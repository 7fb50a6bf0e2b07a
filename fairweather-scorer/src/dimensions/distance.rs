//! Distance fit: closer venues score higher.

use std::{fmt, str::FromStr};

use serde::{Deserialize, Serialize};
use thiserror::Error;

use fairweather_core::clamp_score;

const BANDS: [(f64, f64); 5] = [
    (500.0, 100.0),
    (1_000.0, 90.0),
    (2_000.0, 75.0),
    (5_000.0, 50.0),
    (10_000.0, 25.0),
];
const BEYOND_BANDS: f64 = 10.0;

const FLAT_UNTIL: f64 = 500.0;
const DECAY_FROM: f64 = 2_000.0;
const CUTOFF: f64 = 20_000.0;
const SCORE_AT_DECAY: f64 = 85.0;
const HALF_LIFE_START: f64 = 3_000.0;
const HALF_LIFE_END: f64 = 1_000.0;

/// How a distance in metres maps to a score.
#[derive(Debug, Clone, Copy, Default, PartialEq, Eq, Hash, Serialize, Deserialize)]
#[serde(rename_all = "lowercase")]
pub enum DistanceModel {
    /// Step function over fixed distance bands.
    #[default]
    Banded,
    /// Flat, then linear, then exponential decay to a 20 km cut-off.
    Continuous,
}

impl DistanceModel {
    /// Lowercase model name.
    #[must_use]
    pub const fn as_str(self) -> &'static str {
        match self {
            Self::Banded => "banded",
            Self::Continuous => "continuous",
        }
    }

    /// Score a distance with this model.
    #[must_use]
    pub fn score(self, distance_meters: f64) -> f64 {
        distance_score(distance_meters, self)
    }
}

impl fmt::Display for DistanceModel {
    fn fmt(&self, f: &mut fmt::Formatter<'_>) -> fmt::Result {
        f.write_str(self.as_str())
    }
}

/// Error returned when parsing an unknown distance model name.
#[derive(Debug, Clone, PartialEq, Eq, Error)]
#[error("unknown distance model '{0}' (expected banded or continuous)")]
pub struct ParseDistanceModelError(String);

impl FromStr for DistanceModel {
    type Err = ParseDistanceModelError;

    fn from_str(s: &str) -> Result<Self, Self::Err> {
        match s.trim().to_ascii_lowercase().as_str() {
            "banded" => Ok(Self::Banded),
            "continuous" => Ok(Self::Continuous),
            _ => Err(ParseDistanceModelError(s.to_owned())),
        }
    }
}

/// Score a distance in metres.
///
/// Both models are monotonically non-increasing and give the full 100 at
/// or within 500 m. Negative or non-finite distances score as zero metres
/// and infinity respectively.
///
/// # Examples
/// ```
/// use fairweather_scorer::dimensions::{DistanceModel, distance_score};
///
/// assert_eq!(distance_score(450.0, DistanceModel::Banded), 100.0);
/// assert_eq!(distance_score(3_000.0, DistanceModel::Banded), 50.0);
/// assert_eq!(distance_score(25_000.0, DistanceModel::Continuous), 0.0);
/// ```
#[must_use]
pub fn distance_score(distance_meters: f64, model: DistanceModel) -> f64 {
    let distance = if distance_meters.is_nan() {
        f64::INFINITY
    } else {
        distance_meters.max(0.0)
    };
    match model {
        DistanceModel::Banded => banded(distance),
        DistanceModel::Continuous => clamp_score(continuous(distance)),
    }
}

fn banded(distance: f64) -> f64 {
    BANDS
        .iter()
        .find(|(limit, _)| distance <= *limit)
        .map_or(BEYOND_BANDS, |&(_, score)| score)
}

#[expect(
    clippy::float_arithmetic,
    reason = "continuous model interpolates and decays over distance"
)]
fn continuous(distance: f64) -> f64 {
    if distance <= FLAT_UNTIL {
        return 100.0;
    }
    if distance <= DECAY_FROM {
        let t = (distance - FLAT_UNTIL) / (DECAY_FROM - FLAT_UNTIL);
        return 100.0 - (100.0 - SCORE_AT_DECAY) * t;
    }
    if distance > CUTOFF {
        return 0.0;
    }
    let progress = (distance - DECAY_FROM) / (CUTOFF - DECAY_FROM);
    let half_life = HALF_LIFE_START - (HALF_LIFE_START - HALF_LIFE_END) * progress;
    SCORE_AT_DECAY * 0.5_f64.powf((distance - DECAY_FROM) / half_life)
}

•••••

Give back the whole listing, word for word.

repository 7fb50a6bf0e2b07a
filename fairweather-scorer/src/dimensions/distance.rs
//! Distance fit: closer venues score higher.

use std::{fmt, str::FromStr};

use serde::{Deserialize, Serialize};
use thiserror::Error;

use fairweather_core::clamp_score;

const BANDS: [(f64, f64); 5] = [
    (500.0, 100.0),
    (1_000.0, 90.0),
    (2_000.0, 75.0),
    (5_000.0, 50.0),
    (10_000.0, 25.0),
];
const BEYOND_BANDS: f64 = 10.0;

const FLAT_UNTIL: f64 = 500.0;
const DECAY_FROM: f64 = 2_000.0;
const CUTOFF: f64 = 20_000.0;
const SCORE_AT_DECAY: f64 = 85.0;
const HALF_LIFE_START: f64 = 3_000.0;
const HALF_LIFE_END: f64 = 1_000.0;

/// How a distance in metres maps to a score.
#[derive(Debug, Clone, Copy, Default, PartialEq, Eq, Hash, Serialize, Deserialize)]
#[serde(rename_all = "lowercase")]
pub enum DistanceModel {
    /// Step function over fixed distance bands.
    #[default]
    Banded,
    /// Flat, then linear, then exponential decay to a 20 km cut-off.
    Continuous,
}

impl DistanceModel {
    /// Lowercase model name.
    #[must_use]
    pub const fn as_str(self) -> &'static str {
        match self {
            Self::Banded => "banded",
            Self::Continuous => "continuous",
        }
    }

    /// Score a distance with this model.
    #[must_use]
    pub fn score(self, distance_meters: f64) -> f64 {
        distance_score(distance_meters, self)
    }
}

impl fmt::Display for DistanceModel {
    fn fmt(&self, f: &mut fmt::Formatter<'_>) -> fmt::Result {
        f.write_str(self.as_str())
    }
}

/// Error returned when parsing an unknown distance model name.
#[derive(Debug, Clone, PartialEq, Eq, Error)]
#[error("unknown distance model '{0}' (expected banded or continuous)")]
pub struct ParseDistanceModelError(String);

impl FromStr for DistanceModel {
    type Err = ParseDistanceModelError;

    fn from_str(s: &str) -> Result<Self, Self::Err> {
        match s.trim().to_ascii_lowercase().as_str() {
            "banded" => Ok(Self::Banded),
            "continuous" => Ok(Self::Continuous),
            _ => Err(ParseDistanceModelError(s.to_owned())),
        }
    }
}

/// Score a distance in metres.
///
/// Both models are monotonically non-increasing and give the full 100 at
/// or within 500 m. Negative or non-finite distances score as zero metres
/// and infinity respectively.
///
/// # Examples
/// ```
/// use fairweather_scorer::dimensions::{DistanceModel, distance_score};
///
/// assert_eq!(distance_score(450.0, DistanceModel::Banded), 100.0);
/// assert_eq!(distance_score(3_000.0, DistanceModel::Banded), 50.0);
/// assert_eq!(distance_score(25_000.0, DistanceModel::Continuous), 0.0);
/// ```
#[must_use]
pub fn distance_score(distance_meters: f64, model: DistanceModel) -> f64 {
    let distance = if distance_meters.is_nan() {
        f64::INFINITY
    } else {
        distance_meters.max(0.0)
    };
    match model {
        DistanceModel::Banded => banded(distance),
        DistanceModel::Continuous => clamp_score(continuous(distance)),
    }
}

fn banded(distance: f64) -> f64 {
    BANDS
        .iter()
        .find(|(limit, _)| distance <= *limit)
        .map_or(BEYOND_BANDS, |&(_, score)| score)
}

#[expect(
    clippy::float_arithmetic,
    reason = "continuous model interpolates and decays over distance"
)]
fn continuous(distance: f64) -> f64 {
    if distance <= FLAT_UNTIL {
        return 100.0;
    }
    if distance <= DECAY_FROM {
        let t = (distance - FLAT_UNTIL) / (DECAY_FROM - FLAT_UNTIL);
        return 100.0 - (100.0 - SCORE_AT_DECAY) * t;
    }
    if distance > CUTOFF {
        return 0.0;
    }
    let progress = (distance - DECAY_FROM) / (CUTOFF - DECAY_FROM);
    let half_life = HALF_LIFE_START - (HALF_LIFE_START - HALF_LIFE_END) * progress;
    SCORE_AT_DECAY * 0.5_f64.powf((distance - DECAY_FROM) / half_life)
}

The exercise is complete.